Question délicate. Prenez une particule de lumière émise par une étoile et dotée d’une jolie montre. Lorsque cette particule quitte l’étoile pour arriver dans ma zone d’influence, elle subit une première déformation. Ainsi, si pour son étoile il s’est écoulé dix minutes, il s'en est écoulé seulement deux pour la particule. Et ça ne va pas en s’arrangeant.

Plus la particule de lumière est aspirée vers l’horizon des événements, plus le temps s’étire pour elle. Paradoxalement, elle va subir un étirement de plus en plus fort, ce qui va la faire changer de couleur, à en rougir. Parvenue à l’horizon des événements, c’en est fini pour elle. Elle assistera à la fin de l’univers à cause de la différence de temporalité. Enfin, les scientifiques supposent qu’arrivée en mon cœur, des phénomènes encore plus fous se passent, mais ça je leur laisse le plaisir de se creuser les méninges.

Comment peut-on vous étudier ?

Puisque j’avale tout et que je déforme le temps, vous ne pourrez jamais me sonder.
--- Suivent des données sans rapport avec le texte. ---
//! Configuration management.
//!
//! Supports configuration from:
//! - TOML config files
//! - Environment variables (`SIGHTLINE_*`)
//! - CLI arguments (for the `sightline` binary)
//!
//! [`Config::load`] reads the file named by `SIGHTLINE_CONFIG`, falling back
//! to `<config dir>/sightline/config.toml` when it exists, then applies
//! environment overrides on top.

use std::path::{Path, PathBuf};

use serde::{Deserialize, Serialize};

use crate::error::{Result, SightlineError};

/// Environment variable naming an explicit config file.
pub const CONFIG_ENV: &str = "SIGHTLINE_CONFIG";

/// Main configuration struct
#[derive(Debug, Clone, Default, PartialEq, Serialize, Deserialize)]
pub struct Config {
    /// Detection service endpoints
    #[serde(default)]
    pub endpoints: EndpointConfig,

    /// HTTP transport settings
    #[serde(default)]
    pub transport: TransportConfig,

    /// Reply reconciliation policy
    #[serde(default)]
    pub reconcile: ReconcilePolicy,

    /// Outbound field mapping options
    #[serde(default)]
    pub wire: WireConfig,
}

impl Config {
    /// Load configuration from a TOML file
    pub fn from_file(path: impl Into<PathBuf>) -> Result<Self> {
        let path = path.into();
        let content = std::fs::read_to_string(&path).map_err(|e| {
            SightlineError::Config(format!(
                "Failed to read config file {}: {e}",
                path.display()
            ))
        })?;

        toml::from_str(&content)
            .map_err(|e| SightlineError::Config(format!("Failed to parse config: {e}")))
    }

    /// Load configuration from environment variables on top of defaults
    pub fn from_env() -> Result<Self> {
        let mut config = Self::default();
        config.apply_env()?;
        Ok(config)
    }

    /// Resolve the config file, then apply environment overrides.
    pub fn load() -> Result<Self> {
        let mut config = match config_path() {
            Some(path) => Self::from_file(path)?,
            None => Self::default(),
        };
        config.apply_env()?;
        config.validate()?;
        Ok(config)
    }

    /// Override fields from `SIGHTLINE_*` environment variables.
    pub fn apply_env(&mut self) -> Result<()> {
        if let Some(url) = env_value("SIGHTLINE_SERVER_URL") {
            self.endpoints.base_url = url;
        }
        if let Some(secs) = env_parse("SIGHTLINE_TIMEOUT_SECS")? {
            self.transport.timeout_secs = secs;
        }
        if let Some(secs) = env_parse("SIGHTLINE_CONNECT_TIMEOUT_SECS")? {
            self.transport.connect_timeout_secs = secs;
        }
        if let Some(max) = env_parse("SIGHTLINE_MAX_CONSECUTIVE_FAILURES")? {
            self.transport.max_consecutive_failures = max;
        }
        if let Some(proxy) = env_value("SIGHTLINE_PROXY") {
            self.transport.proxy = Some(proxy);
        }
        if let Some(escalate) = env_parse("SIGHTLINE_ESCALATE_TRANSPORT_LOSS")? {
            self.reconcile.escalate_transport_loss = escalate;
        }
        if let Some(mode) = env_value("SIGHTLINE_COLOR_FIELDS") {
            self.wire.color_fields = mode
                .parse()
                .map_err(|e: String| SightlineError::Config(e))?;
        }
        Ok(())
    }

    /// Reject values the client cannot work with.
    pub fn validate(&self) -> Result<()> {
        let base = self.endpoints.base_url.trim();
        if !(base.starts_with("http://") || base.starts_with("https://")) {
            return Err(SightlineError::Config(format!(
                "server url must start with http:// or https://, got '{base}'"
            )));
        }
        if self.transport.timeout_secs == 0 {
            return Err(SightlineError::Config(
                "timeout_secs must be greater than zero".to_string(),
            ));
        }
        Ok(())
    }

    /// Render as TOML.
    pub fn to_toml(&self) -> Result<String> {
        toml::to_string_pretty(self)
            .map_err(|e| SightlineError::Config(format!("Failed to render config: {e}")))
    }
}

fn config_path() -> Option<PathBuf> {
    if let Some(path) = env_value(CONFIG_ENV) {
        return Some(PathBuf::from(path));
    }
    default_config_path().filter(|p| p.is_file())
}

/// Per-user default config location.
pub fn default_config_path() -> Option<PathBuf> {
    dirs::config_dir().map(|p| p.join("sightline").join("config.toml"))
}

fn env_value(name: &str) -> Option<String> {
    std::env::var(name).ok().filter(|v| !v.trim().is_empty())
}

fn env_parse<T: std::str::FromStr>(name: &str) -> Result<Option<T>> {
    match env_value(name) {
        Some(raw) => raw
            .trim()
            .parse()
            .map(Some)
            .map_err(|_| SightlineError::Config(format!("{name} has an invalid value: '{raw}'"))),
        None => Ok(None),
    }
}

/// Detection service endpoints: a base URL plus one path per operation.
#[derive(Debug, Clone, PartialEq, Eq, Serialize, Deserialize)]
#[serde(default)]
pub struct EndpointConfig {
    /// Service base URL (e.g., http://localhost:8000)
    pub base_url: String,

    /// Path of the start-session endpoint
    pub start_session: String,

    /// Path of the per-person record endpoint
    pub person_detection: String,

    /// Path of the stop-session endpoint
    pub stop_session: String,
}

impl Default for EndpointConfig {
    fn default() -> Self {
        Self {
            base_url: "http://localhost:8000".to_string(),
            start_session: "/start_session/".to_string(),
            person_detection: "/person_detection/".to_string(),
            stop_session: "/stop_session/".to_string(),
        }
    }
}

impl EndpointConfig {
    /// Endpoints rooted at another base URL.
    pub fn with_base_url(base_url: impl Into<String>) -> Self {
        Self {
            base_url: base_url.into(),
            ..Self::default()
        }
    }

    /// Full start-session URL
    pub fn start_session_url(&self) -> String {
        self.join(&self.start_session)
    }

    /// Full person-detection URL
    pub fn person_detection_url(&self) -> String {
        self.join(&self.person_detection)
    }

    /// Full stop-session URL
    pub fn stop_session_url(&self) -> String {
        self.join(&self.stop_session)
    }

    fn join(&self, path: &str) -> String {
        let base = self.base_url.trim_end_matches('/');
        if path.starts_with('/') {
            format!("{base}{path}")
        } else {
            format!("{base}/{path}")
        }
    }
}

/// HTTP transport configuration
#[derive(Debug, Clone, PartialEq, Eq, Serialize, Deserialize)]
#[serde(default)]
pub struct TransportConfig {
    /// Whole-request timeout in seconds
    pub timeout_secs: u64,

    /// Connect timeout in seconds
    pub connect_timeout_secs: u64,

    /// Consecutive failed replies before the link is reported lost (0 = never)
    pub max_consecutive_failures: u32,

    /// Runtime worker threads for in-flight requests
    pub worker_threads: usize,

    /// Optional HTTP proxy URL
    #[serde(skip_serializing_if = "Option::is_none")]
    pub proxy: Option<String>,
}

impl Default for TransportConfig {
    fn default() -> Self {
        Self {
            timeout_secs: 10,
            connect_timeout_secs: 5,
            max_consecutive_failures: 10,
            worker_threads: 2,
            proxy: None,
        }
    }
}

/// How reconciliation treats replies lost at transport level.
#[derive(Debug, Clone, Copy, Default, PartialEq, Eq, Serialize, Deserialize)]
#[serde(default)]
pub struct ReconcilePolicy {
    /// Treat a lost/failed reply as a server stop signal.
    ///
    /// Off by default: only a non-zero code or unreadable body stops the
    /// session, sustained loss is reported by the transport.
    pub escalate_transport_loss: bool,
}

/// How clothing colors map onto request fields.
#[derive(Debug, Clone, Copy, Default, PartialEq, Eq, Serialize, Deserialize)]
#[serde(rename_all = "snake_case")]
pub enum ColorFields {
    /// The first three colors are written over `ClothesColors_1`; the third
    /// (or the last of fewer) wins.
    #[default]
    LastWins,
    /// One field per color: `ClothesColors_1`, `ClothesColors_2`, ...
    Numbered,
}

impl std::str::FromStr for ColorFields {
    type Err = String;

    fn from_str(s: &str) -> std::result::Result<Self, Self::Err> {
        match s.to_lowercase().replace('-', "_").as_str() {
            "last_wins" | "last" => Ok(Self::LastWins),
            "numbered" => Ok(Self::Numbered),
            _ => Err(format!("Unknown color field mode: {s}")),
        }
    }
}

/// Outbound field mapping options
#[derive(Debug, Clone, Copy, Default, PartialEq, Eq, Serialize, Deserialize)]
#[serde(default)]
pub struct WireConfig {
    /// Clothing color field layout
    pub color_fields: ColorFields,
}

/// Read a config file if present, otherwise defaults.
pub fn load_or_default(path: Option<&Path>) -> Result<Config> {
    match path {
        Some(path) => Config::from_file(path),
        None => Ok(Config::default()),
    }
}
Premièrement, votre sonde ne pourrait pas faire machine arrière et deuxièmement, elle ne subirait plus la même temporalité que sur Terre. Difficile de travailler avec ça ! Même si je ne suis ni super héros ni vengeur masqué, vous ne connaîtrez jamais ma réelle identité ! Les chercheurs me disent « potentiel » car certains doutent de mon existence mais on ne peut pas me réfuter. Mais bon, j’ai bien le droit de garder mes petits secrets…

Frédéric Marin, astrophysicien à l'Observatoire astronomique de Strasbourg depuis 2010

Après avoir étudié la physique-chimie à l’Université d’Annecy jusqu’en 2007, Frédéric Marin entame une licence de physique à l’Institut de technologie de Dublin en Irlande. En 2019, il valide un master, « champs, cosmos et particules », à Montpellier. Poussé par son directeur de thèse dont l’objet d’étude porte sur les composants de la lumière, le chercheur suit naturellement les travaux de son mentor avant de s’intéresser, de fil en aiguille, au phénomène des trous noirs. La même année, il intègre l’Observatoire astronomique de Strasbourg comme chercheur.

Depuis 2017, Frédéric Marin étudie l'anthropologie dans l’espace. Sous ce nom se cache un ensemble d’études dont l’objectif est de comprendre comment l’humain pourrait survivre dans l’espace. Il traite ainsi les réactions physiologiques de notre corps pour développer des outils permettant de se mouvoir dans le cosmos. Parmi eux, se dégagent par exemple la confection de bras robotiques et la pousse de plantes comestibles sans avoir besoin d’utiliser de terre. L’astrophysicien obtient en 2019 un poste de chercheur permanent pour le CNRS. Ses travaux portent sur l’observation des composants de la lumière dans l’infrarouge aux rayons gamma. Désormais, il travaille en collaboration avec la Nasa sur l'envoi d’un satellite baptisé IXPE pour Imaging X-ray Polarimetry Explore. Son but ? Étudier les composants de la lumière des cœurs des galaxies, c'est-à-dire des trous noirs dits supermassifs.

Cet article a été réalisé dans le cadre d'un atelier de vulgarisation scientifique pour lequel des étudiants sont partis à la rencontre de chercheurs. Objectif : rédiger un texte destiné à présenter un sujet d’étude scientifique et le faire parler à la première personne du singulier.